You live in a bubble now
If you've come from a massive city like London you probably think Lough is tiny, and that's because it is. Loughborough is well known for being called 'the bubble' and as tiny as it may feel, you'll soon learn to love the fact that you live in a tiny town where everything is in close walking distance. And if you do want some more city culture, Leicester and Nottingham are just down the road.
Freshers' week is actually a fortnight
Most unis only have one week of freshers but at Luff you get two (depending on what day your hall moves in). Obviously you've just moved to uni and you want to work towards your BNOC status, but going out every single night during freshers takes its toll on your body. If you don't want to be the one coughing in all the lectures, don't worry about taking a night off.
The sing off will be the single-handed most important day of your uni life
You've read about it in your freshers pack and now the night of the sing-off has come round.
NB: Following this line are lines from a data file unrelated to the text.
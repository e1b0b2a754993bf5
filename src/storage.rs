use std::{
    fs,
    io::{ErrorKind, Write},
    path::{Path, PathBuf},
};

use chrono::Utc;
use log::{debug, error, info, trace, warn};
use tempfile::NamedTempFile;

use crate::{Config, GardenError, RecordStore, Result};

/// Reads and writes the single JSON slot holding every record.
#[derive(Debug, Clone)]
pub struct RecordStorage {
    /// Directory holding the slot file
    data_dir: PathBuf,

    /// Slot name without extension
    slot_name: String,

    /// Copy the previous slot aside before overwriting it
    backup_on_write: bool,
}

impl RecordStorage {
    pub fn new(config: &Config) -> Self {
        Self {
            data_dir: config.data_dir.clone(),
            slot_name: config.slot_name.clone(),
            backup_on_write: config.backup_on_write,
        }
    }

    pub fn slot_path(&self) -> PathBuf {
        self.data_dir.join(format!("{}.json", self.slot_name))
    }

    fn backup_path(&self) -> PathBuf {
        self.data_dir.join(format!("{}.bak.json", self.slot_name))
    }

    /// Loads the persisted store.
    ///
    /// Never fails: a missing slot is an empty store, and an unreadable or
    /// malformed slot is logged, set aside, and replaced by an empty store.
    pub fn load(&self) -> RecordStore {
        let path = self.slot_path();
        debug!("Loading records from {}", path.display());

        let raw = match fs::read_to_string(&path) {
            Ok(raw) => raw,
            Err(e) if e.kind() == ErrorKind::NotFound => {
                info!("No records slot at {}, starting empty", path.display());
                return RecordStore::new();
            }
            Err(e) => {
                warn!("Failed to read records from {}: {}", path.display(), e);
                return RecordStore::new();
            }
        };

        match serde_json::from_str::<RecordStore>(&raw) {
            Ok(store) => {
                let store = store.normalized();
                info!(
                    "Loaded {} notes across {} days",
                    store.note_count(),
                    store.days().count()
                );
                store
            }
            Err(e) => {
                warn!("Records slot {} is malformed, starting empty: {}", path.display(), e);
                self.quarantine(&path);
                RecordStore::new()
            }
        }
    }

    /// Writes the whole store, replacing the previous slot content atomically.
    pub fn persist(&self, store: &RecordStore) -> Result<()> {
        let path = self.slot_path();
        info!("Saving {} notes to {}", store.note_count(), path.display());

        if !self.data_dir.exists() {
            debug!("Creating data directory: {}", self.data_dir.display());
            fs::create_dir_all(&self.data_dir).map_err(|e| {
                error!("Failed to create data directory: {}", e);
                GardenError::DirectoryError {
                    path: self.data_dir.clone(),
                }
            })?;
        }

        if self.backup_on_write && path.is_file() {
            match fs::copy(&path, self.backup_path()) {
                Ok(_) => trace!("Previous slot copied to {}", self.backup_path().display()),
                Err(e) => warn!("Failed to back up previous slot: {}", e),
            }
        }

        // Write next to the target so the final rename stays on one filesystem
        let mut temp_file = NamedTempFile::new_in(&self.data_dir).map_err(|e| {
            error!("Failed to create temporary file: {}", e);
            GardenError::Io(e)
        })?;

        let json = serde_json::to_string_pretty(store).map_err(|e| {
            error!("Failed to serialize records: {}", e);
            GardenError::Serialization(e)
        })?;

        temp_file.write_all(json.as_bytes()).map_err(|e| {
            error!("Failed to write to temporary file: {}", e);
            GardenError::Io(e)
        })?;
        temp_file.flush()?;

        temp_file.persist(&path).map_err(|e| {
            error!("Failed to persist file {}: {}", path.display(), e.error);
            GardenError::Io(e.error)
        })?;

        debug!("Records saved");
        Ok(())
    }

    /// Moves an unreadable slot aside so the next save cannot destroy it.
    fn quarantine(&self, path: &Path) {
        let target = self.data_dir.join(format!(
            "{}.corrupt-{}.json",
            self.slot_name,
            Utc::now().timestamp()
        ));
        match fs::copy(path, &target) {
            Ok(_) => warn!("Malformed slot copied to {}", target.display()),
            Err(e) => warn!("Failed to keep a copy of the malformed slot: {}", e),
        }
    }
}
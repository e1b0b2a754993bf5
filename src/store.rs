//! The in-memory record store.
//!
//! Every operation here returns a new store and leaves `self` untouched, so a
//! caller can compare before/after values to decide whether to persist.
//! Reading and writing the slot lives in [`crate::RecordStorage`].

use std::collections::BTreeMap;

use log::{debug, trace};
use serde::{Deserialize, Serialize};

use crate::{DateKey, Note, NoteType};

/// Notes keyed by day, in insertion order within each day.
///
/// A day without notes is never stored as an empty sequence.
#[derive(Debug, Clone, Default, PartialEq, Eq, Serialize, Deserialize)]
#[serde(transparent)]
pub struct RecordStore {
    days: BTreeMap<DateKey, Vec<Note>>,
}

impl RecordStore {
    pub fn new() -> Self {
        Self::default()
    }

    /// Adds a note with a fresh id and the current time.
    ///
    /// Blank content (after trimming) is ignored: the returned store equals
    /// `self` and no note is created.
    pub fn add(&self, date_key: &DateKey, note_type: NoteType, content: &str) -> (Self, Option<Note>) {
        if content.trim().is_empty() {
            debug!("Ignoring blank {} note for {}", note_type, date_key);
            return (self.clone(), None);
        }

        let note = Note::new(note_type, content.to_string());
        (self.insert(date_key, note.clone()), Some(note))
    }

    /// Appends an already-built note to the end of a day.
    pub fn insert(&self, date_key: &DateKey, note: Note) -> Self {
        trace!("Appending note {} to {}", note.id(), date_key);
        let mut days = self.days.clone();
        days.entry(date_key.clone()).or_default().push(note);
        Self { days }
    }

    /// Removes the note with `id` from a day. Unknown days or ids leave the
    /// store unchanged.
    pub fn delete(&self, date_key: &DateKey, id: &str) -> Self {
        let Some(existing) = self.days.get(date_key) else {
            return self.clone();
        };
        if !existing.iter().any(|note| note.id() == id) {
            debug!("No note {} on {}, nothing to delete", id, date_key);
            return self.clone();
        }

        let mut days = self.days.clone();
        let remaining: Vec<Note> = existing.iter().filter(|n| n.id() != id).cloned().collect();
        if remaining.is_empty() {
            days.remove(date_key);
        } else {
            days.insert(date_key.clone(), remaining);
        }
        Self { days }
    }

    /// Notes for a day, empty when the day has none.
    pub fn records_for(&self, date_key: &DateKey) -> &[Note] {
        self.days.get(date_key).map(Vec::as_slice).unwrap_or_default()
    }

    pub fn find(&self, date_key: &DateKey, id: &str) -> Option<&Note> {
        self.records_for(date_key).iter().find(|note| note.id() == id)
    }

    /// Days that have at least one note, in ascending order.
    pub fn days(&self) -> impl Iterator<Item = (&DateKey, &[Note])> {
        self.days.iter().map(|(key, notes)| (key, notes.as_slice()))
    }

    pub fn is_empty(&self) -> bool {
        self.days.is_empty()
    }

    pub fn note_count(&self) -> usize {
        self.days.values().map(Vec::len).sum()
    }

    /// Drops days holding empty sequences, as found in older slots.
    pub(crate) fn normalized(mut self) -> Self {
        self.days.retain(|_, notes| !notes.is_empty());
        self
    }
}

#[cfg(test)]
mod tests {
    use super::*;

    fn key(s: &str) -> DateKey {
        DateKey::parse(s).unwrap()
    }

    #[test]
    fn add_appends_in_order_without_touching_input() {
        let empty = RecordStore::new();
        let day = key("2024-02-15");

        let (one, first) = empty.add(&day, NoteType::Positive, "Shared well");
        let (two, second) = one.add(&day, NoteType::NeedsWork, "Rushed lunch");

        assert!(empty.is_empty());
        assert_eq!(one.records_for(&day).len(), 1);
        let ids: Vec<&str> = two.records_for(&day).iter().map(Note::id).collect();
        assert_eq!(ids, [first.unwrap().id(), second.unwrap().id()]);
    }

    #[test]
    fn blank_content_is_a_no_op() {
        let (store, _) = RecordStore::new().add(&key("2024-02-15"), NoteType::Positive, "kept");
        let (after, note) = store.add(&key("2024-02-15"), NoteType::Positive, "  \n\t ");
        assert!(note.is_none());
        assert_eq!(after, store);
    }

    #[test]
    fn content_is_stored_as_given() {
        let (store, note) = RecordStore::new().add(&key("2024-02-15"), NoteType::Positive, "  padded ");
        assert_eq!(note.unwrap().content(), "  padded ");
        assert_eq!(store.note_count(), 1);
    }

    #[test]
    fn delete_undoes_add() {
        let day = key("2024-02-15");
        let (base, _) = RecordStore::new().add(&day, NoteType::Positive, "first");
        let (grown, note) = base.add(&day, NoteType::NeedsWork, "second");

        let shrunk = grown.delete(&day, note.unwrap().id());
        assert_eq!(shrunk, base);
    }

    #[test]
    fn deleting_last_note_removes_the_day() {
        let day = key("2024-02-15");
        let (store, note) = RecordStore::new().add(&day, NoteType::Positive, "only");
        let after = store.delete(&day, note.unwrap().id());
        assert_eq!(after, RecordStore::new());
        assert!(after.records_for(&day).is_empty());
    }

    #[test]
    fn delete_unknown_is_idempotent() {
        let day = key("2024-02-15");
        let (store, _) = RecordStore::new().add(&day, NoteType::Positive, "only");
        assert_eq!(store.delete(&day, "missing"), store);
        assert_eq!(store.delete(&key("2024-02-16"), "missing"), store);
    }

    #[test]
    fn absent_and_empty_days_read_the_same() {
        let store: RecordStore = serde_json::from_str(r#"{"2024-01-01": []}"#).unwrap();
        assert!(store.records_for(&key("2024-01-01")).is_empty());
        assert!(store.records_for(&key("2024-01-02")).is_empty());
        assert!(store.normalized().is_empty());
    }
}
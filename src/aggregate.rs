//! Per-day flower counts.

use serde::Serialize;

use crate::{CalendarCell, DateKey, NoteType, RecordStore};

/// How many notes of each type a day holds
#[derive(Debug, Clone, Copy, Default, PartialEq, Eq, Serialize)]
pub struct DayCounts {
    pub positive: usize,
    pub needs_work: usize,
}

impl DayCounts {
    pub fn total(&self) -> usize {
        self.positive + self.needs_work
    }

    pub fn is_empty(&self) -> bool {
        self.total() == 0
    }
}

/// Counts the notes of each type stored for `date_key`. Missing days count as zero.
pub fn counts_for(store: &RecordStore, date_key: &DateKey) -> DayCounts {
    store
        .records_for(date_key)
        .iter()
        .fold(DayCounts::default(), |mut counts, note| {
            match note.note_type() {
                NoteType::Positive => counts.positive += 1,
                NoteType::NeedsWork => counts.needs_work += 1,
            }
            counts
        })
}

/// One [`DayCounts`] per cell, in cell order.
pub fn counts_for_grid(store: &RecordStore, cells: &[CalendarCell]) -> Vec<DayCounts> {
    cells
        .iter()
        .map(|cell| counts_for(store, &cell.date_key))
        .collect()
}

#[cfg(test)]
mod tests {
    use super::*;
    use crate::build_grid_with_today;
    use chrono::NaiveDate;

    #[test]
    fn counts_each_type() {
        let day = DateKey::parse("2024-02-15").unwrap();
        let mut store = RecordStore::new();
        for (note_type, text) in [
            (NoteType::Positive, "a"),
            (NoteType::NeedsWork, "b"),
            (NoteType::Positive, "c"),
            (NoteType::NeedsWork, "d"),
            (NoteType::Positive, "e"),
        ] {
            store = store.add(&day, note_type, text).0;
        }

        let counts = counts_for(&store, &day);
        assert_eq!((counts.positive, counts.needs_work), (3, 2));
        assert_eq!(counts.total(), 5);
    }

    #[test]
    fn single_positive_note() {
        let day = DateKey::parse("2024-02-15").unwrap();
        let (store, _) = RecordStore::new().add(&day, NoteType::Positive, "Shared well");
        assert_eq!(
            counts_for(&store, &day),
            DayCounts {
                positive: 1,
                needs_work: 0
            }
        );
    }

    #[test]
    fn missing_day_is_zero() {
        let counts = counts_for(&RecordStore::new(), &DateKey::parse("2024-02-15").unwrap());
        assert!(counts.is_empty());
    }

    #[test]
    fn grid_counts_follow_cells() {
        let day = DateKey::parse("2024-03-02").unwrap();
        let (store, _) = RecordStore::new().add(&day, NoteType::NeedsWork, "late");
        let d = NaiveDate::from_ymd_opt(2024, 2, 1).unwrap();
        let grid = build_grid_with_today(d, d);

        let counts = counts_for_grid(&store, &grid);
        assert_eq!(counts.len(), grid.len());
        let idx = grid.iter().position(|c| c.date_key == day).unwrap();
        assert_eq!(counts[idx].needs_work, 1);
        assert_eq!(counts.iter().map(DayCounts::total).sum::<usize>(), 1);
    }
}
use deadpool_postgres::Transaction;
use tokio_postgres::Row;

use crate::{
    database::conn::{DbError, LazyConn},
    entities::engagement::{Comment, Like},
};

fn row_to_comment(row: &Row) -> Comment {
    Comment {
        comment_id: row.get("comment_id"),
        post_id: row.get("post_id"),
        user_id: row.get("user_id"),
        body: row.get("body"),
        created_at: row.get("created_at"),
        updated_at: row.get("updated_at"),
    }
}

const COMMENT_COLUMNS: &str = "
    comment_id, post_id, user_id, body,
    EXTRACT(EPOCH FROM created_at)::BIGINT AS created_at,
    EXTRACT(EPOCH FROM updated_at)::BIGINT AS updated_at
";

pub async fn get_comment(
    comment_id: i64,
    conn: &mut LazyConn,
) -> Result<Option<Comment>, DbError> {
    let db = conn.get_client().await?;
    let sql = format!("SELECT {COMMENT_COLUMNS} FROM comments WHERE comment_id = $1");
    let row = db.query_opt(&sql, &[&comment_id]).await?;
    Ok(row.as_ref().map(row_to_comment))
}

pub async fn insert_comment(
    comment_id: i64,
    post_id: i64,
    user_id: i64,
    body: &str,
    tx: &mut Transaction<'_>,
) -> Result<Comment, DbError> {
    let sql = format!(
        "
        INSERT INTO comments (comment_id, post_id, user_id, body)
        VALUES ($1, $2, $3, $4)
        RETURNING {COMMENT_COLUMNS}
        "
    );
    let row = tx
        .query_one(&sql, &[&comment_id, &post_id, &user_id, &body])
        .await?;
    Ok(row_to_comment(&row))
}

pub async fn update_comment_body(
    comment_id: i64,
    body: &str,
    tx: &mut Transaction<'_>,
) -> Result<bool, DbError> {
    let updated = tx
        .execute(
            "UPDATE comments SET body = $2, updated_at = now() WHERE comment_id = $1",
            &[&comment_id, &body],
        )
        .await?;
    Ok(updated > 0)
}

pub async fn delete_comment(comment_id: i64, tx: &mut Transaction<'_>) -> Result<bool, DbError> {
    let deleted = tx
        .execute("DELETE FROM comments WHERE comment_id = $1", &[&comment_id])
        .await?;
    Ok(deleted > 0)
}

/// Whether the user still has comments on the post, for membership
/// withdrawal after a delete.
pub async fn user_commented_post(
    user_id: i64,
    post_id: i64,
    conn: &mut LazyConn,
) -> Result<bool, DbError> {
    let db = conn.get_client().await?;
    let row = db
        .query_opt(
            "SELECT 1 FROM comments WHERE user_id = $1 AND post_id = $2 LIMIT 1",
            &[&user_id, &post_id],
        )
        .await?;
    Ok(row.is_some())
}

pub async fn delete_comments_by_user(
    user_id: i64,
    limit: i64,
    tx: &mut Transaction<'_>,
) -> Result<u64, DbError> {
    // batched so the deletion workflow can stop at its deadline;
    // post counters stay correct per batch
    Ok(tx
        .execute(
            "
            WITH doomed AS (
                SELECT comment_id, post_id FROM comments
                WHERE user_id = $1
                ORDER BY comment_id
                LIMIT $2
            ),
            counted AS (
                UPDATE posts p
                SET comments_count = GREATEST(p.comments_count - d.n, 0)
                FROM (SELECT post_id, COUNT(*) AS n FROM doomed GROUP BY post_id) d
                WHERE p.post_id = d.post_id
            )
            DELETE FROM comments c
            USING doomed
            WHERE c.comment_id = doomed.comment_id
            ",
            &[&user_id, &limit],
        )
        .await?)
}

pub async fn insert_like(
    post_id: i64,
    user_id: i64,
    tx: &mut Transaction<'_>,
) -> Result<bool, DbError> {
    let inserted = tx
        .execute(
            "
            INSERT INTO likes (post_id, user_id)
            VALUES ($1, $2)
            ON CONFLICT (post_id, user_id) DO NOTHING
            ",
            &[&post_id, &user_id],
        )
        .await?;
    Ok(inserted > 0)
}

pub async fn delete_like(
    post_id: i64,
    user_id: i64,
    tx: &mut Transaction<'_>,
) -> Result<bool, DbError> {
    let deleted = tx
        .execute(
            "DELETE FROM likes WHERE post_id = $1 AND user_id = $2",
            &[&post_id, &user_id],
        )
        .await?;
    Ok(deleted > 0)
}

pub async fn get_like(
    post_id: i64,
    user_id: i64,
    conn: &mut LazyConn,
) -> Result<Option<Like>, DbError> {
    let db = conn.get_client().await?;
    let row = db
        .query_opt(
            "
            SELECT post_id, user_id,
                   EXTRACT(EPOCH FROM created_at)::BIGINT AS created_at
            FROM likes
            WHERE post_id = $1 AND user_id = $2
            ",
            &[&post_id, &user_id],
        )
        .await?;
    Ok(row.map(|r| Like {
        post_id: r.get("post_id"),
        user_id: r.get("user_id"),
        created_at: r.get("created_at"),
    }))
}

pub async fn delete_likes_by_user(
    user_id: i64,
    limit: i64,
    tx: &mut Transaction<'_>,
) -> Result<u64, DbError> {
    Ok(tx
        .execute(
            "
            WITH doomed AS (
                SELECT post_id, user_id FROM likes
                WHERE user_id = $1
                ORDER BY post_id
                LIMIT $2
            ),
            counted AS (
                UPDATE posts p
                SET likes_count = GREATEST(p.likes_count - 1, 0)
                FROM doomed
                WHERE p.post_id = doomed.post_id
            )
            DELETE FROM likes l
            USING doomed
            WHERE l.post_id = doomed.post_id AND l.user_id = doomed.user_id
            ",
            &[&user_id, &limit],
        )
        .await?)
}
use tracing::info;

use crate::database::conn::{DbError, LazyConn};

const MIGRATIONS: &[(&str, &str)] = &[
    ("0001_schema", include_str!("../../migrations/0001_schema.sql")),
    (
        "0002_privacy_triggers",
        include_str!("../../migrations/0002_privacy_triggers.sql"),
    ),
];

/// Apply pending migrations in order, tracked in a `migrations` table.
/// Each migration runs in its own transaction.
pub async fn run_migrations(conn: &mut LazyConn) -> Result<(), DbError> {
    {
        let db = conn.get_client().await?;
        db.execute(
            "
            CREATE TABLE IF NOT EXISTS migrations (
                name       TEXT PRIMARY KEY,
                applied_at TIMESTAMPTZ NOT NULL DEFAULT now()
            )
            ",
            &[],
        )
        .await?;
    }

    for (name, sql) in MIGRATIONS {
        let applied = {
            let db = conn.get_client().await?;
            db.query_opt("SELECT 1 FROM migrations WHERE name = $1", &[name])
                .await?
                .is_some()
        };
        if applied {
            continue;
        }

        let tx = conn.transaction().await?;
        tx.batch_execute(sql).await?;
        tx.execute("INSERT INTO migrations (name) VALUES ($1)", &[name])
            .await?;
        tx.commit().await?;
        info!(migration = name, "applied migration");
    }

    Ok(())
}
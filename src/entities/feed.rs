use serde::{Deserialize, Serialize};
use serde_with::skip_serializing_none;

/// The fixed set of feed kinds every account owns.
///
/// All kinds are singletons per owner except `RiverOfNews`, which may have
/// extra instances ("home feeds") next to the inherent one.
#[derive(Debug, Clone, Copy, PartialEq, Eq, Hash, Serialize, Deserialize)]
pub enum FeedName {
    Posts,
    Likes,
    Comments,
    Directs,
    RiverOfNews,
    MyDiscussions,
    Saves,
    Hides,
}

impl FeedName {
    pub const ALL: [FeedName; 8] = [
        FeedName::Posts,
        FeedName::Likes,
        FeedName::Comments,
        FeedName::Directs,
        FeedName::RiverOfNews,
        FeedName::MyDiscussions,
        FeedName::Saves,
        FeedName::Hides,
    ];

    pub fn as_str(&self) -> &'static str {
        match self {
            FeedName::Posts => "Posts",
            FeedName::Likes => "Likes",
            FeedName::Comments => "Comments",
            FeedName::Directs => "Directs",
            FeedName::RiverOfNews => "RiverOfNews",
            FeedName::MyDiscussions => "MyDiscussions",
            FeedName::Saves => "Saves",
            FeedName::Hides => "Hides",
        }
    }

    pub fn from_db(value: &str) -> Option<FeedName> {
        FeedName::ALL.iter().copied().find(|n| n.as_str() == value)
    }

    /// Singleton kinds get a partial unique index on (owner, name).
    pub fn is_singleton(&self) -> bool {
        !matches!(self, FeedName::RiverOfNews)
    }

    /// Feeds a post can be addressed to directly.
    pub fn is_destination(&self) -> bool {
        matches!(self, FeedName::Posts | FeedName::Directs)
    }
}

#[skip_serializing_none]
#[derive(Serialize, Deserialize, Debug, Clone)]
pub struct Feed {
    pub feed_id: i32,
    pub user_id: i64,
    pub name: FeedName,
    /// Display title, home feeds only.
    pub title: Option<String>,
    /// The one undeletable RiverOfNews instance.
    pub is_inherent: bool,
    pub ord: Option<i32>,
}

impl Feed {
    pub fn is_home(&self) -> bool {
        self.name == FeedName::RiverOfNews
    }
}

#[cfg(test)]
mod tests {
    use super::*;

    #[test]
    fn feed_name_round_trip() {
        for name in FeedName::ALL {
            assert_eq!(FeedName::from_db(name.as_str()), Some(name));
        }
        assert_eq!(FeedName::from_db("Bookmarks"), None);
    }

    #[test]
    fn only_river_repeats() {
        assert!(!FeedName::RiverOfNews.is_singleton());
        assert!(FeedName::Posts.is_singleton());
        assert!(FeedName::Hides.is_singleton());
    }

    #[test]
    fn destinations() {
        assert!(FeedName::Posts.is_destination());
        assert!(FeedName::Directs.is_destination());
        assert!(!FeedName::RiverOfNews.is_destination());
        assert!(!FeedName::Likes.is_destination());
    }
}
It's an evening of every hall screaming a chant about how shit the other halls are, but literally the most important night at uni. You'll also be forced to sing the song every single night of freshers running up to the sing-off.
You should only wear your freshers top for two days
Don't be that person that turns up to the lecture in the middle of semester 2 with their freshers top on. Wear it only twice, your first night of being a fresher and for the sing-off.
Everyone wears flip-flops
It's December and snowing, don't worry, you can still wear your shorts and flip-flops, everyone else does.
Just because you can get 3 VKs for a fiver doesn't mean you have to
So the union has put on its classic offer of 3 VKs for a fiver once again and you're convinced you can drink your body weight in them. But you can't. They're silent killers so don't make this mistake.
You'll probably get an insect infestation in your flat
Laziness with taking your bin out or disturbing a nest of flies. Coming to uni comes with the very high chance of their being some creatures floating around your flat somewhere.
You're going to accumulate a lot of t-shirts
Literally for every event or social you go to, you'll come back with a t-shirt.